The Sandbox Scryer is an open-source device for producing menace searching and intelligence information from public sandbox detonation output The device leverages the MITRE ATT&CK Framework to arrange and prioritize findings, helping within the meeting of IOCs, understanding assault motion and in menace searching By permitting researchers to ship hundreds of samples to a sandbox for constructing a profile that can be utilized with the ATT&CK approach, the Sandbox Scryer delivers an unprecedented capacity to resolve use circumstances at scale The device is meant for cybersecurity professionals who’re curious about menace searching and assault evaluation leveraging sandbox output information. The Sandbox Scryer device at present consumes output from the free and public Hybrid Evaluation malware evaluation service serving to analysts expedite and scale menace searching
[root] model.txt – Present device model LICENSE – Defines license for supply and different contents README.md – This file
[rootbin] Linux – Pre-build binaries for operating device in Linux. Presently helps: Ubuntu x64 MacOS – Pre-build binaries for operating device in MacOS. Presently helps: OSX 10.15 x64 Home windows – Pre-build binaries for operating device in Home windows. Presently helps: Win10 x64
[rootpresentation_video] Sandbox_Scryer__BlackHat_Presentation_and_demo.mp4 – Video strolling by way of slide deck and exhibiting demo of device
[rootscreenshots_and_videos] Numerous backing screenshots
[rootscripts] Parse_report_set.* – Home windows PowerShell and DOS Command Window batch file scripts that invoke device to parse every HA Sandbox report abstract in check set Collate_Results.* – Home windows PowerShell and DOS Command Window batch file scripts that invoke device to collate information from parsing report summaries and generate a MITRE Navigator layer file
[rootslides] BlackHat_Arsenal_2022__Sandbox_Scryer__BH_template.pdf – PDF export of slides used to current the Sandbox Scryer at Black Hat 2022
[rootsrc] Sandbox_Scryer – Folder with supply for Sandbox Scryer device (in c#) and Visible Studio 2019 answer file
[roottest_data] (SHA256 filenames).json – Report summaries from submissions to Hybrid Evaluation enterprise-attack__062322.json – MITRE CTI information TopAttackTechniques__High__060922.json – Prime MITRE ATT&CK strategies generated with the MITRE calculator.

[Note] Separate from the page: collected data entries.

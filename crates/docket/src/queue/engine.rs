//! The review queue: owns items and commits transitions.

use std::collections::{HashMap, HashSet};
use std::fmt;

use chrono::Utc;
use serde::{Deserialize, Serialize};
use tracing::{debug, info};

use crate::error::{DocketError, Result};
use crate::item::{ItemId, ReviewItem, ReviewStatus};
use crate::stats::Statistics;

use super::action::{ReviewAction, Revision};
use super::history::{RecordIds, TransitionRecord};
use super::observer::ReviewObserver;
use super::policy::TransitionPolicy;
use super::transition;

/// Serializable state of a queue, for external persistence.
#[derive(Debug, Clone, Default, PartialEq, Eq, Serialize, Deserialize)]
pub struct QueueSnapshot {
    /// Items in queue order.
    pub items: Vec<ReviewItem>,

    /// Committed transitions, oldest first.
    #[serde(default)]
    pub history: Vec<TransitionRecord>,
}

/// A set of review items and the state machine that moves them.
///
/// Every mutation goes through [`transition::apply`]: the successor item is
/// computed and validated before it replaces the stored one, and observers
/// run only after the commit.
pub struct ReviewQueue {
    items: Vec<ReviewItem>,
    index: HashMap<ItemId, usize>,
    policy: TransitionPolicy,
    history: Vec<TransitionRecord>,
    ids: RecordIds,
    observers: Vec<Box<dyn ReviewObserver>>,
}

impl fmt::Debug for ReviewQueue {
    fn fmt(&self, f: &mut fmt::Formatter<'_>) -> fmt::Result {
        f.debug_struct("ReviewQueue")
            .field("items", &self.items.len())
            .field("policy", &self.policy)
            .field("history", &self.history.len())
            .field("observers", &self.observers.len())
            .finish()
    }
}

impl Default for ReviewQueue {
    fn default() -> Self {
        Self {
            items: Vec::new(),
            index: HashMap::new(),
            policy: TransitionPolicy::default(),
            history: Vec::new(),
            ids: RecordIds::after(0),
            observers: Vec::new(),
        }
    }
}

impl ReviewQueue {
    /// Load an existing set of items in any status.
    ///
    /// Fails without building a queue if any record is invalid or two
    /// records share an id.
    pub fn new(items: Vec<ReviewItem>) -> Result<Self> {
        let index = build_index(&items)?;
        debug!(items = items.len(), "Loaded review queue");

        Ok(Self {
            items,
            index,
            ..Self::default()
        })
    }

    /// Replace the transition policy.
    pub fn with_policy(mut self, policy: TransitionPolicy) -> Self {
        self.policy = policy;
        self
    }

    /// Restore a queue from a snapshot, continuing its history numbering.
    pub fn from_snapshot(snapshot: QueueSnapshot) -> Result<Self> {
        let index = build_index(&snapshot.items)?;

        let mut record_ids = HashSet::new();
        for record in &snapshot.history {
            if !record_ids.insert(record.id.as_str()) {
                return Err(DocketError::Validation(format!(
                    "Duplicate history record id '{}'",
                    record.id
                )));
            }
            if !index.contains_key(&record.item_id) {
                return Err(DocketError::Validation(format!(
                    "History record '{}' refers to unknown item '{}'",
                    record.id, record.item_id
                )));
            }
        }

        Ok(Self {
            ids: RecordIds::resume(&snapshot.history),
            items: snapshot.items,
            index,
            history: snapshot.history,
            ..Self::default()
        })
    }

    /// Copy the queue state for persistence.
    pub fn snapshot(&self) -> QueueSnapshot {
        QueueSnapshot {
            items: self.items.clone(),
            history: self.history.clone(),
        }
    }

    /// Add a freshly extracted item.
    pub fn enqueue(&mut self, item: ReviewItem) -> Result<()> {
        if item.status != ReviewStatus::Pending {
            return Err(DocketError::Validation(format!(
                "New item '{}' must be pending, not {}",
                item.id, item.status
            )));
        }
        item.validate()?;
        if self.index.contains_key(&item.id) {
            return Err(DocketError::DuplicateId {
                id: item.id.to_string(),
            });
        }

        info!(item = %item.id, "Enqueued item for review");
        self.index.insert(item.id.clone(), self.items.len());
        self.items.push(item);
        Ok(())
    }

    /// Add several items, stopping at the first rejected one.
    ///
    /// Items before the failing one stay enqueued.
    pub fn enqueue_all<I>(&mut self, items: I) -> Result<usize>
    where
        I: IntoIterator<Item = ReviewItem>,
    {
        let mut added = 0;
        for item in items {
            self.enqueue(item)?;
            added += 1;
        }
        Ok(added)
    }

    /// Register an observer for committed changes.
    pub fn subscribe<O>(&mut self, observer: O)
    where
        O: ReviewObserver + 'static,
    {
        self.observers.push(Box::new(observer));
    }

    /// Approve an item.
    pub fn approve(&mut self, id: &str, comment: Option<&str>) -> Result<&ReviewItem> {
        self.perform(
            id,
            ReviewAction::Approve {
                comment: comment.map(str::to_string),
            },
            None,
        )
    }

    /// Approve an item on behalf of a reviewer.
    pub fn approve_by(
        &mut self,
        id: &str,
        reviewer: &str,
        comment: Option<&str>,
    ) -> Result<&ReviewItem> {
        self.perform(
            id,
            ReviewAction::Approve {
                comment: comment.map(str::to_string),
            },
            Some(reviewer),
        )
    }

    /// Reject an item. The reason must not be blank.
    pub fn reject(&mut self, id: &str, reason: &str) -> Result<&ReviewItem> {
        self.perform(
            id,
            ReviewAction::Reject {
                reason: reason.to_string(),
            },
            None,
        )
    }

    /// Reject an item on behalf of a reviewer.
    pub fn reject_by(&mut self, id: &str, reviewer: &str, reason: &str) -> Result<&ReviewItem> {
        self.perform(
            id,
            ReviewAction::Reject {
                reason: reason.to_string(),
            },
            Some(reviewer),
        )
    }

    /// Put a pending item under review by `reviewer`.
    pub fn assign_for_review(&mut self, id: &str, reviewer: &str) -> Result<&ReviewItem> {
        self.perform(
            id,
            ReviewAction::AssignForReview {
                reviewer: reviewer.to_string(),
            },
            Some(reviewer),
        )
    }

    /// Send an item under review back for corrections.
    pub fn revise(&mut self, id: &str, notes: &str) -> Result<&ReviewItem> {
        self.perform(
            id,
            ReviewAction::Revise {
                notes: notes.to_string(),
            },
            None,
        )
    }

    /// Return a revised item to pending without new content.
    pub fn resubmit(&mut self, id: &str) -> Result<&ReviewItem> {
        self.perform(id, ReviewAction::Resubmit { revision: None }, None)
    }

    /// Return a revised item to pending with re-extracted content.
    pub fn resubmit_revised(&mut self, id: &str, revision: Revision) -> Result<&ReviewItem> {
        self.perform(
            id,
            ReviewAction::Resubmit {
                revision: Some(revision),
            },
            None,
        )
    }

    /// Apply any action, committing on success.
    pub fn perform(
        &mut self,
        id: &str,
        action: ReviewAction,
        actor: Option<&str>,
    ) -> Result<&ReviewItem> {
        let position = self.position(id)?;
        let outcome = transition::apply(&self.items[position], &action, actor, &self.policy)?;

        let record = TransitionRecord {
            id: self.ids.next_id(),
            item_id: outcome.item.id.clone(),
            action: action.kind(),
            from: outcome.from,
            to: outcome.to,
            actor: actor.map(str::to_string),
            note: action.note().map(str::to_string),
            at: Utc::now(),
        };

        self.items[position] = outcome.item;
        info!(
            item = %record.item_id,
            action = %record.action,
            from = %record.from,
            to = %record.to,
            "Committed transition"
        );

        let item = &self.items[position];
        for observer in &self.observers {
            match &action {
                ReviewAction::Approve { comment } => observer.on_approve(item, comment.as_deref()),
                ReviewAction::Reject { reason } => observer.on_reject(item, reason),
                ReviewAction::Revise { notes } => observer.on_revision(item, notes),
                ReviewAction::AssignForReview { .. } | ReviewAction::Resubmit { .. } => {}
            }
            observer.on_transition(&record, item);
        }
        self.history.push(record);

        Ok(&self.items[position])
    }

    /// Open an item's detail view.
    pub fn view(&self, id: &str) -> Result<&ReviewItem> {
        let item = &self.items[self.position(id)?];
        for observer in &self.observers {
            observer.on_view_detail(item);
        }
        Ok(item)
    }

    pub fn get(&self, id: &str) -> Option<&ReviewItem> {
        self.index.get(id).map(|&position| &self.items[position])
    }

    pub fn contains(&self, id: &str) -> bool {
        self.index.contains_key(id)
    }

    /// All items in queue order.
    pub fn items(&self) -> &[ReviewItem] {
        &self.items
    }

    pub fn len(&self) -> usize {
        self.items.len()
    }

    pub fn is_empty(&self) -> bool {
        self.items.is_empty()
    }

    /// Items still waiting for a first decision.
    pub fn pending_items(&self) -> Vec<&ReviewItem> {
        self.items
            .iter()
            .filter(|item| item.status == ReviewStatus::Pending)
            .collect()
    }

    pub fn policy(&self) -> &TransitionPolicy {
        &self.policy
    }

    /// Every committed transition, oldest first.
    pub fn history(&self) -> &[TransitionRecord] {
        &self.history
    }

    /// Transitions of one item, oldest first.
    pub fn history_for(&self, id: &str) -> Vec<&TransitionRecord> {
        self.history
            .iter()
            .filter(|record| record.item_id.as_str() == id)
            .collect()
    }

    /// Status counts over the whole queue.
    pub fn statistics(&self) -> Statistics {
        Statistics::aggregate(&self.items)
    }

    fn position(&self, id: &str) -> Result<usize> {
        self.index
            .get(id)
            .copied()
            .ok_or_else(|| DocketError::NotFound { id: id.to_string() })
    }
}

fn build_index(items: &[ReviewItem]) -> Result<HashMap<ItemId, usize>> {
    let mut index = HashMap::with_capacity(items.len());
    for (position, item) in items.iter().enumerate() {
        item.validate()?;
        if index.insert(item.id.clone(), position).is_some() {
            return Err(DocketError::DuplicateId {
                id: item.id.to_string(),
            });
        }
    }
    Ok(index)
}
//! Callbacks the queue invokes after committing a change.
//!
//! Observers are fire-and-forget: the queue neither waits for a result nor
//! retries. Persistence and notification live behind this trait.

use std::cell::RefCell;
use std::rc::Rc;

use crate::item::{ItemId, ReviewItem};

use super::history::TransitionRecord;

/// Receiver of review events. Every method defaults to a no-op.
pub trait ReviewObserver {
    /// An item was approved.
    fn on_approve(&self, _item: &ReviewItem, _comment: Option<&str>) {}

    /// An item was rejected.
    fn on_reject(&self, _item: &ReviewItem, _reason: &str) {}

    /// An item under review was sent back for corrections.
    fn on_revision(&self, _item: &ReviewItem, _notes: &str) {}

    /// A caller opened an item's detail view.
    fn on_view_detail(&self, _item: &ReviewItem) {}

    /// Any transition was committed. Called after the specific callback.
    fn on_transition(&self, _record: &TransitionRecord, _item: &ReviewItem) {}
}

/// A single observed event.
#[derive(Debug, Clone, PartialEq, Eq)]
pub enum Notification {
    Approved {
        item_id: ItemId,
        comment: Option<String>,
    },
    Rejected {
        item_id: ItemId,
        reason: String,
    },
    RevisionRequested {
        item_id: ItemId,
        notes: String,
    },
    Viewed {
        item_id: ItemId,
    },
    Transitioned {
        record_id: String,
    },
}

/// Observer that keeps every notification for later inspection.
///
/// Clones share the same buffer, so a handle can be kept after the observer
/// is handed to a queue.
#[derive(Debug, Clone, Default)]
pub struct RecordingObserver {
    events: Rc<RefCell<Vec<Notification>>>,
}

impl RecordingObserver {
    pub fn new() -> Self {
        Self::default()
    }

    /// Copy of every notification received so far.
    pub fn events(&self) -> Vec<Notification> {
        self.events.borrow().clone()
    }

    /// Notifications of the approve/reject/revise/view kinds only.
    pub fn callbacks(&self) -> Vec<Notification> {
        self.events
            .borrow()
            .iter()
            .filter(|n| !matches!(n, Notification::Transitioned { .. }))
            .cloned()
            .collect()
    }

    pub fn clear(&self) {
        self.events.borrow_mut().clear();
    }

    fn push(&self, notification: Notification) {
        self.events.borrow_mut().push(notification);
    }
}

impl ReviewObserver for RecordingObserver {
    fn on_approve(&self, item: &ReviewItem, comment: Option<&str>) {
        self.push(Notification::Approved {
            item_id: item.id.clone(),
            comment: comment.map(str::to_string),
        });
    }

    fn on_reject(&self, item: &ReviewItem, reason: &str) {
        self.push(Notification::Rejected {
            item_id: item.id.clone(),
            reason: reason.to_string(),
        });
    }

    fn on_revision(&self, item: &ReviewItem, notes: &str) {
        self.push(Notification::RevisionRequested {
            item_id: item.id.clone(),
            notes: notes.to_string(),
        });
    }

    fn on_view_detail(&self, item: &ReviewItem) {
        self.push(Notification::Viewed {
            item_id: item.id.clone(),
        });
    }

    fn on_transition(&self, record: &TransitionRecord, _item: &ReviewItem) {
        self.push(Notification::Transitioned {
            record_id: record.id.clone(),
        });
    }
}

Used to rank strategies for producing warmth map in MITRE Navigator
[roottest_output] (SHA256)_report__summary_Error_Log.txt – Errors (if any) encountered whereas parsing report abstract for SHA256 included in identify (SHA256)_report__summary_Hits__Complete_List.png – Graphic exhibiting tecniques famous whereas parsing report abstract for SHA256 included in identify (SHA256)_report__summary_MITRE_Attck_Hits.csv – For collation step, strategies and techniques with choose metadata from parsing report abstract for SHA256 included in identify (SHA256)_report__summary_MITRE_Attck_Hits.txt – Extra human-readable type of .csv file. Consists of rating information of famous strategies
collated_data collated_080122_MITRE_Attck_Heatmap.json – Layer file for import into MITRE Navigator
The Sandbox Scryer is meant to be invoked as a command-line device, to facilitate scripting
Operation consists of two steps:
- Parsing, the place a specified report abstract is parsed to extract the output famous earlier
- Collation, the place the info from the set of parsing outcomes from the parsing step is collated to provide a Navigator layer file
Invocation examples:
If the parameter “-h” is specified, the built-in assistance is displayed as proven right here Sandbox_Scryer.exe -h
Choices:
-h Show command-line choices
-i Enter filepath
-ita Enter filepath - MITRE report for prime strategies
-o Output folder path
-ft Kind of file to submit
-name Title to make use of with output
-sb_name Identifier of sandbox to make use of (default: ha)
-api_key API key to make use of with submission to sandbox
-env_id Atmosphere ID to make use of with submission to sandbox
-inc_sub Embrace sub-techniques in graphical output (default is to not embody)
-mitre_data Filepath for mitre cti information to parse (to populate att&ck strategies)
-cmd Command
Choices:
parse Course of report file from prior sandbox submission
Makes use of -i, -ita, - o, -name, -inc_sub, -sig_data parameters
col Collates report information from prior sandbox submissions
Makes use of -i (handled as folder path), -ita, -o, -name, -inc_sub, -mitre_data parameters
As soon as the Navigator layer file is produced, it could be loaded into the Navigator for viewing through https://mitre-attack.github.io/attack-navigator/
Inside the Navigator, strategies famous within the sandbox report summaries are highlighted and proven with elevated warmth primarily based on a mixed scoring of the approach rating and the depend of hits on the approach within the sandbox report summaries. Howevering of strategies will present choose metadata.